Redistribution of income and wealth is another area where calls not to go back reflect magical thinking. The obstacles to universal income policies related to targeting, dependency and tax cost did not disappear when the pandemic made us all poorer — they got worse. The interrupted educations, lost jobs and depleted savings disproportionately affected many people who were already struggling to get the skills, opportunities and financial security other Canadians take for granted. Our top priority in mitigating public health risks and reopening the economy should be precisely to get these people back on track.
When it comes to governance and public affairs, 2020 has been a bleak year. Governments have responded to the pandemic with measures that often rested on weak legal, logical and scientific foundations. Key mechanisms for public accountability fell by the wayside. Many governments presented budgets late; the federal government simply never presented one at all. Parliament has not functioned normally, or at all, for most of the year.
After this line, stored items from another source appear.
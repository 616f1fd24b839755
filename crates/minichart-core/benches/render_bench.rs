use criterion::{black_box, criterion_group, criterion_main, Criterion};
use minichart_core::{
    render_surface, ChartConfig, ChartType, Dataset, LogicalSize, RecordingSurface, RenderOptions, SkiaSurface,
};

fn build_config(kind: ChartType, n: usize) -> ChartConfig {
    let labels: Vec<String> = (0..n).map(|i| format!("c{i}")).collect();
    let a: Vec<f64> = (0..n).map(|i| (i as f64 * 0.37).sin().abs() * 100.0 + 1.0).collect();
    let b: Vec<f64> = (0..n).map(|i| (i as f64 * 0.11).cos().abs() * 80.0).collect();
    ChartConfig::new(kind, labels)
        .with_dataset(Dataset::new("a", a))
        .with_dataset(Dataset::new("b", b))
}

fn bench_render(c: &mut Criterion) {
    let mut group = c.benchmark_group("render_skia");
    let opts = RenderOptions::default().with_labels(false);
    for kind in [ChartType::Bar, ChartType::Line, ChartType::Doughnut] {
        for &n in &[12usize, 365usize] {
            let config = build_config(kind.clone(), n);
            group.bench_function(format!("{}_{n}", kind.name()), |b| {
                let mut surface = SkiaSurface::new(LogicalSize::new(800.0, 500.0), 2.0);
                b.iter(|| black_box(render_surface(&mut surface, &config, &opts)));
            });
        }
    }
    group.finish();

    let mut group = c.benchmark_group("render_recording");
    let config = build_config(ChartType::Bar, 365);
    group.bench_function("bar_365", |b| {
        let mut surface = RecordingSurface::new(LogicalSize::new(800.0, 500.0), 2.0);
        let log = surface.log();
        b.iter(|| {
            black_box(render_surface(&mut surface, &config, &opts));
            log.clear();
        });
    });
    group.finish();
}

criterion_group!(benches, bench_render);
criterion_main!(benches);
In these areas, too, we would be much better off if we just got back to 2019.
So for 2021, how about we get back to before a time when we kept hearing “we can’t go back”? Yes, let’s push ahead on virtual health care and digital delivery of services, on better long-term care, and on new ways of working. But let’s acknowledge that COVID has made us sick, and our top priority is getting well again.
Protecting the environment was easier when we were richer. Providing opportunities to marginalized people was easier when there were more jobs. Holding our politicians and officials accountable was easier when they did less ruling by decree.
I too want to make progress in 2021 and beyond. It would help, though, to drop the most vacuous policy slogan of 2020. Sometimes, getting back is exactly what we need to do.
Published in the Financial Post
William Robson is CEO of the C.D. Howe Institute.